China offers fierce irony – not least the house in Shanghai where Mao and his comrades founded China's Communist Party in 1921. Today it stands in the middle of a very capitalist shipping area. So you walk out of this Communist shrine with Mao's little red book and the plastic bust of Mao, and are embraced by Starbucks, Apple, Cartier and Prada.

Would Mao have been shocked? I doubt it. Five years before his major revolution in 1949, he sent the following secret message to Washington: "China needs to be industrialized," he wrote. “This can only be done with a free business world. China and the United States have similar interests economically and politically. America need not be afraid that we will not cooperate. We cannot risk any conflict. ”

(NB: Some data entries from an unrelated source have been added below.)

//! Error types.
//!
//! Generation itself is infallible; errors come from the store's
//! preconditions and from loading configuration.

use thiserror::Error;

/// Errors raised by [`TimetableStore`](crate::store::TimetableStore).
#[derive(Debug, Error)]
pub enum TimetableError {
    /// Generation requested with an empty subject catalogue.
    #[error("No subjects to schedule")]
    NoSubjects,

    /// Generation requested with an empty staff roster.
    #[error("No staff available")]
    NoStaff,

    /// Update targeted a subject id that is not stored.
    #[error("Subject not found: {0}")]
    SubjectNotFound(String),

    /// Update targeted a staff id that is not stored.
    #[error("Staff not found: {0}")]
    StaffNotFound(String),

    #[error(transparent)]
    Config(#[from] ConfigError),
}

/// Errors raised while loading a configuration file.
#[derive(Debug, Error)]
pub enum ConfigError {
    #[error("Failed to read config file {path}: {source}")]
    Io {
        path: String,
        #[source]
        source: std::io::Error,
    },

    #[error("Failed to parse config file {path}: {source}")]
    Parse {
        path: String,
        #[source]
        source: toml::de::Error,
    },
}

Mao offered to meet Franklin Roosevelt in the White House as well as his successor Harry Truman, and his successor Dwight Eisenhower. He was rejected – either that, or deliberately ignored. The possibility that could have changed our close history, averted wars in Asia and saved countless lives, weathered because the truth of these offensives was denied in Washington's 1950 years "when the catatonic cold war doze kept our country in an iron grip", as critic James Naremore wrote. The fake news that once again presents China as a threat in mainstream media is a manifestation of the same mentality.

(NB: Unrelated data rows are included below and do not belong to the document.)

//! Subject (course) model.
//!
//! A subject is a weekly teaching commitment: a number of periods per
//! week, taught by one staff member. Lab subjects are taught in
//! double-period sessions.

use serde::{Deserialize, Serialize};

/// A course to be placed on the weekly grid.
///
/// # Lab sessions
/// A lab needs `ceil(periods_per_week / 2)` double-period sessions.
/// Odd counts round up: a lab with 3 periods gets two sessions (4 slots).
/// A single unpaired lab period is never scheduled.
#[derive(Debug, Clone, PartialEq, Eq, Serialize, Deserialize)]
pub struct Subject {
    /// Unique subject identifier.
    pub id: String,
    /// Course code (not necessarily unique).
    pub code: String,
    /// Display name.
    pub name: String,
    /// Short label for grid cells.
    pub short_name: String,
    /// Period units required per week.
    pub periods_per_week: u32,
    /// Whether this subject is taught in double-period sessions.
    pub is_lab: bool,
    /// Assigned staff member.
    pub staff_id: String,
    /// Placement priority (lower = placed earlier).
    pub priority: i32,
}

impl Subject {
    /// Creates a regular subject taught by `staff_id`.
    ///
    /// Defaults: one period per week, priority 1.
    pub fn new(id: impl Into<String>, staff_id: impl Into<String>) -> Self {
        Self {
            id: id.into(),
            code: String::new(),
            name: String::new(),
            short_name: String::new(),
            periods_per_week: 1,
            is_lab: false,
            staff_id: staff_id.into(),
            priority: 1,
        }
    }

    /// Sets the course code.
    pub fn with_code(mut self, code: impl Into<String>) -> Self {
        self.code = code.into();
        self
    }

    /// Sets the display name.
    pub fn with_name(mut self, name: impl Into<String>) -> Self {
        self.name = name.into();
        self
    }

    /// Sets the short label.
    pub fn with_short_name(mut self, short_name: impl Into<String>) -> Self {
        self.short_name = short_name.into();
        self
    }

    /// Sets the weekly period count.
    pub fn with_periods_per_week(mut self, periods: u32) -> Self {
        self.periods_per_week = periods;
        self
    }

    /// Marks this subject as a lab.
    pub fn as_lab(mut self) -> Self {
        self.is_lab = true;
        self
    }

    /// Sets the placement priority.
    pub fn with_priority(mut self, priority: i32) -> Self {
        self.priority = priority;
        self
    }

    /// Number of placement events per week (sessions for labs, periods otherwise).
    pub fn sessions_per_week(&self) -> u32 {
        if self.is_lab {
            self.periods_per_week.div_ceil(2)
        } else {
            self.periods_per_week
        }
    }

    /// Number of teaching slots this subject occupies when fully placed.
    pub fn required_slots(&self) -> u32 {
        if self.is_lab {
            self.sessions_per_week() * 2
        } else {
            self.periods_per_week
        }
    }
}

Small and handy. The world turns inexorably to the east, but China's vision of Eurasia is hardly understood in the West. The new Silk Road is a trade route, ports, pipelines and high-speed rail all the way to Europe. The world leader in railway technology, China, negotiates with 28 countries on railway lines where trains will be traveling for up to 400 kilometers per hour. This opening to the world is welcomed by a large part of the world's population, uniting China and Russia.

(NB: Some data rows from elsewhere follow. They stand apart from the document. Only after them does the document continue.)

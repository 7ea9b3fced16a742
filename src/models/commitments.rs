//! Staff commitments outside the timetable being built.
//!
//! When several classes share staff, the timetables already generated
//! for other classes tell the scheduler when each staff member is taken.

use std::collections::{HashMap, HashSet};

use super::{TimeSlot, Weekday};

/// Times at which each staff member is already taken.
#[derive(Debug, Clone, Default)]
pub struct StaffCommitments {
    busy: HashMap<String, HashSet<(Weekday, u32)>>,
}

impl StaffCommitments {
    /// Creates an empty set (no outside commitments).
    pub fn new() -> Self {
        Self::default()
    }

    /// Collects the staffed teaching slots of other timetables.
    pub fn from_slots<'a>(slots: impl IntoIterator<Item = &'a TimeSlot>) -> Self {
        let mut commitments = Self::new();
        for slot in slots {
            if slot.is_break() {
                continue;
            }
            if let Some(staff_id) = &slot.staff_id {
                commitments.commit(staff_id.clone(), slot.day, slot.period);
            }
        }
        commitments
    }

    /// Records that `staff_id` is taken at `(day, period)`.
    pub fn commit(&mut self, staff_id: impl Into<String>, day: Weekday, period: u32) {
        self.busy
            .entry(staff_id.into())
            .or_default()
            .insert((day, period));
    }

    /// Whether `staff_id` is taken at `(day, period)`.
    pub fn is_busy(&self, staff_id: &str, day: Weekday, period: u32) -> bool {
        self.busy
            .get(staff_id)
            .is_some_and(|times| times.contains(&(day, period)))
    }

    /// Number of committed `(staff, day, period)` entries.
    pub fn len(&self) -> usize {
        self.busy.values().map(HashSet::len).sum()
    }

    pub fn is_empty(&self) -> bool {
        self.busy.is_empty()
    }
}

"I think with every fiber of the body that the United States is something truly unique," Barack Obama said, sparking the live fetishism of the 1930 century. This modern cult of superiority is Americanism, the world's worst predator. During the Liberal Peace Prize winner Obama, more money has been spent on nuclear warheads than under any other president since the end of the Cold War. A miniature weapon is being planned. It goes by the name of the B61 Model 12, and will, says former Deputy Chair of the Joint Chiefs of Staff James Cartwright, that "when it's smaller, it's easier to imagine its use."

Frantic. Atlantic Council, a conventional American geopolitical think tank, published in September a report that predicted a Hobbesian world "characterized by order breaking, violent extremism and an era of enduring war". The new enemies were a "renewed" Russia and an "increasingly aggressive" China. Only heroic America can save us.

There is something crazy about this war-scary business. It's as if the "American Century" – proclaimed in the 1941 by American imperialist Henry Luce who owned Time magazine – has ended without anyone noticing, and no one has had the courage to ask the Emperor to bring his guns and go home.

The text was originally published on www.informationclearinghouse.info


See the movie referenced on www.johnpilger.com
It will soon be shown on Norwegian TV, we will return to the date.

 

pilger@nytid.no
pilger@nytid.no
Pilger is an award-winning journalist and author with a number of honorary doctorates from universities around the world.